We expect the BOE to stand pat at this week’s meeting. October’s GDP came in weaker than expected, and the renewed restrictive measures to curb spread of the new Omicron variant could affect household consumption and put a brake on the job market improvement. We expect policymakers to wait for more certainty about the development of the pandemic and delay the first rate hike to February 2022.
GDP grew +0.1% m/m in October, missing consensus of +0.4%. September’s growth was +0.6%. On a 3m/3m basis, the economy expanded +0.9%, down from +1.3% in September. Other activity data in October also slowed. For instance, industrial production grew +1.4% y/y, compared with consensus of +2.2% and September +2.9%. Growth in manufacturing production and construction output also eased and missed expectations.

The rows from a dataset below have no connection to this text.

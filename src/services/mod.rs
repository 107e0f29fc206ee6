pub mod binance;
pub mod cache;
pub mod candles;
pub mod fetcher;
pub mod merge;
pub mod reconcile;

pub use binance::{BinanceClient, BinanceError};
pub use cache::CacheStore;
pub use candles::{fetch_candlestick_data, CandleFetcher};
pub use merge::merge;
pub use reconcile::{reconcile, Coverage, MissingInterval, RequestedWindow};
use tracing_subscriber::EnvFilter;

#[tokio::main]
async fn main() {
    tracing_subscriber::fmt()
        .with_env_filter(
            EnvFilter::try_from_default_env().unwrap_or_else(|_| EnvFilter::new("info")),
        )
        .init();

    if let Err(err) = candlecache::cli::run().await {
        eprintln!("Error: {}", err);
        std::process::exit(1);
    }
}
use std::fmt;

use crate::error::{Error, Result};
use crate::models::Timeframe;

/// Cache partition identity: one `(symbol, timeframe)` pair.
///
/// The key deterministically names the on-disk cache file, so `load` and
/// `save` never need an auxiliary index.
#[derive(Debug, Clone, PartialEq, Eq, Hash)]
pub struct SeriesKey {
    symbol: String,
    timeframe: Timeframe,
}

impl SeriesKey {
    /// Create a key, validating and upper-casing the symbol.
    pub fn new(symbol: &str, timeframe: Timeframe) -> Result<Self> {
        validate_symbol(symbol)?;
        Ok(Self {
            symbol: symbol.to_uppercase(),
            timeframe,
        })
    }

    pub fn symbol(&self) -> &str {
        &self.symbol
    }

    pub fn timeframe(&self) -> Timeframe {
        self.timeframe
    }

    /// Cache file name for this key, e.g. `BTCUSDT_1h.parquet`.
    pub fn file_name(&self) -> String {
        format!("{}_{}.parquet", self.symbol, self.timeframe)
    }

    /// Parse a key back out of a cache file name produced by `file_name`.
    pub fn from_file_name(name: &str) -> Option<Self> {
        let stem = name.strip_suffix(".parquet")?;
        let (symbol, interval) = stem.rsplit_once('_')?;
        let timeframe = interval.parse().ok()?;
        SeriesKey::new(symbol, timeframe).ok()
    }
}

impl fmt::Display for SeriesKey {
    fn fmt(&self, f: &mut fmt::Formatter<'_>) -> fmt::Result {
        write!(f, "{}:{}", self.symbol, self.timeframe)
    }
}

/// Validate symbol format
fn validate_symbol(symbol: &str) -> Result<()> {
    if symbol.is_empty() {
        return Err(Error::InvalidSymbol("symbol cannot be empty".to_string()));
    }

    if symbol.len() > 20 {
        return Err(Error::InvalidSymbol("symbol too long".to_string()));
    }

    if !symbol.chars().all(|c| c.is_alphanumeric()) {
        return Err(Error::InvalidSymbol(format!(
            "invalid symbol format: {}. Only alphanumeric characters allowed",
            symbol
        )));
    }

    Ok(())
}

#[cfg(test)]
mod tests {
    use super::*;

    #[test]
    fn test_file_name_round_trip() {
        let key = SeriesKey::new("btcusdt", Timeframe::Hour1).unwrap();
        assert_eq!(key.symbol(), "BTCUSDT");
        assert_eq!(key.file_name(), "BTCUSDT_1h.parquet");

        let parsed = SeriesKey::from_file_name("BTCUSDT_1h.parquet").unwrap();
        assert_eq!(parsed, key);
    }

    #[test]
    fn test_from_file_name_rejects_garbage() {
        assert!(SeriesKey::from_file_name("BTCUSDT_1h.csv").is_none());
        assert!(SeriesKey::from_file_name("noseparator.parquet").is_none());
        assert!(SeriesKey::from_file_name("BTCUSDT_9x.parquet").is_none());
    }

    #[test]
    fn test_symbol_validation() {
        assert!(SeriesKey::new("BTCUSDT", Timeframe::Day1).is_ok());
        assert!(SeriesKey::new("BTC123", Timeframe::Day1).is_ok());

        assert!(SeriesKey::new("", Timeframe::Day1).is_err());
        assert!(SeriesKey::new("BTC-USDT", Timeframe::Day1).is_err());
        assert!(SeriesKey::new("BTC USDT", Timeframe::Day1).is_err());
    }
}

The job market remains resilient with the ILO unemployment rate slipped -0.1 ppt to 4.2% in the 3 months through October, in line with expectations. Claimant count fell -31.5K in November, after a -14.9K drop a month ago. The market had anticipated a bigger decline of -49.7K. The market expects inflation to have accelerated to +4.7% y/y in November from +4.2% in the prior month. Core CPI might have risen to +3.8% y/y, from October’s +3.4%.

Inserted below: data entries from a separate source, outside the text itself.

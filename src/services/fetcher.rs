//! Fetch orchestration over missing intervals.
//!
//! Drives the Binance client across one or more missing sub-intervals,
//! paginating each at the protocol's 1000-row limit until the interval's
//! upper bound is reached or the exchange runs out of data (relevant for
//! open-ended tail fetches near the present, and for ranges preceding a
//! pair's listing date, which legitimately come back empty).

use indicatif::{ProgressBar, ProgressStyle};
use tracing::{debug, info};

use crate::constants::MAX_KLINES_PER_REQUEST;
use crate::error::{Error, Result};
use crate::models::{Candle, SeriesKey, Timeframe};
use crate::services::binance::{BinanceClient, BinanceError};
use crate::services::reconcile::MissingInterval;

/// Fetch all missing intervals, concatenated in chronological order.
///
/// Retries happen per page inside the client; once a page exhausts its
/// budget the whole fetch fails and nothing is persisted by the caller.
pub async fn fetch_missing(
    client: &BinanceClient,
    key: &SeriesKey,
    intervals: &[MissingInterval],
    show_progress: bool,
) -> Result<Vec<Candle>> {
    let mut all = Vec::new();

    for interval in intervals {
        let candles = fetch_interval(client, key, interval, show_progress).await?;
        all.extend(candles);
    }

    Ok(all)
}

/// Paginate one missing interval from its lower bound.
async fn fetch_interval(
    client: &BinanceClient,
    key: &SeriesKey,
    interval: &MissingInterval,
    show_progress: bool,
) -> Result<Vec<Candle>> {
    let timeframe = key.timeframe();
    let step = timeframe.duration();
    let mut cursor = interval.start;
    let mut collected: Vec<Candle> = Vec::new();

    let bar = progress_bar(show_progress, interval, timeframe);

    loop {
        if let Some(end) = interval.end {
            if cursor >= end {
                break;
            }
        }

        let page = client
            .get_klines(key.symbol(), timeframe, cursor, MAX_KLINES_PER_REQUEST)
            .await
            .map_err(|e| map_client_error(e, key, interval))?;

        if page.is_empty() {
            // Nothing available at or past the cursor
            break;
        }

        let page_len = page.len();
        let ascending = page.windows(2).all(|pair| pair[0].open_time < pair[1].open_time);
        if !ascending || page[0].open_time < cursor {
            return Err(Error::ProtocolViolation {
                key: key.to_string(),
                detail: format!(
                    "page starting at {} is not strictly ascending past cursor {}",
                    page[0].open_time, cursor
                ),
            });
        }

        let last_open = match page.last() {
            Some(candle) => candle.open_time,
            None => break,
        };

        let kept_before = collected.len();
        match interval.end {
            Some(end) => collected.extend(page.into_iter().filter(|c| c.open_time < end)),
            None => collected.extend(page),
        }

        if let Some(bar) = &bar {
            bar.inc((collected.len() - kept_before) as u64);
        }

        if page_len < MAX_KLINES_PER_REQUEST {
            // A short page means the exchange has no more data yet
            debug!(
                "Short page ({} rows) for {}, stopping at {}",
                page_len, key, last_open
            );
            break;
        }

        cursor = last_open + step;
    }

    if let Some(bar) = &bar {
        bar.finish_and_clear();
    }

    info!(
        "Fetched {} candles for {} over {}",
        collected.len(),
        key,
        interval
    );

    Ok(collected)
}

fn progress_bar(
    show_progress: bool,
    interval: &MissingInterval,
    timeframe: Timeframe,
) -> Option<ProgressBar> {
    if !show_progress {
        return None;
    }

    let bar = match interval.end {
        Some(end) => {
            let total = (end - interval.start).num_milliseconds()
                / timeframe.duration().num_milliseconds();
            let bar = ProgressBar::new(total.max(0) as u64);
            bar.set_style(
                ProgressStyle::default_bar()
                    .template(
                        "{spinner:.green} [{elapsed_precise}] [{wide_bar:.cyan/blue}] {pos}/{len} ({eta})",
                    )
                    .unwrap()
                    .progress_chars("#>-"),
            );
            bar
        }
        None => ProgressBar::new_spinner(),
    };

    Some(bar)
}

fn map_client_error(err: BinanceError, key: &SeriesKey, interval: &MissingInterval) -> Error {
    match err {
        BinanceError::InvalidSymbol(msg) => {
            Error::UnknownSymbol(format!("{}: {}", key.symbol(), msg))
        }
        BinanceError::InvalidInterval(msg) => Error::UnsupportedTimeframe(format!(
            "{} rejected by remote: {}",
            key.timeframe(),
            msg
        )),
        other => Error::FetchExhausted {
            key: key.to_string(),
            interval: interval.to_string(),
            reason: other.to_string(),
        },
    }
}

The rapid uptick of the number coronavirus cases has sent the UK back to Plan B restriction. Face masks are required in a number of venues and people must work from home if possible. There are rumors that plan C (stricter rules) would be implemented after Christmas. Meanwhile, the government announced plan to speed up third jab among adults. The Omicron variant has indeed increased uncertainty of the economic outlook. We expect the BOE would adopt a wait-and-see mode and leave the Bank rate 0.1% in December. The first rate hike would likely come in February, with a +15 bps increase.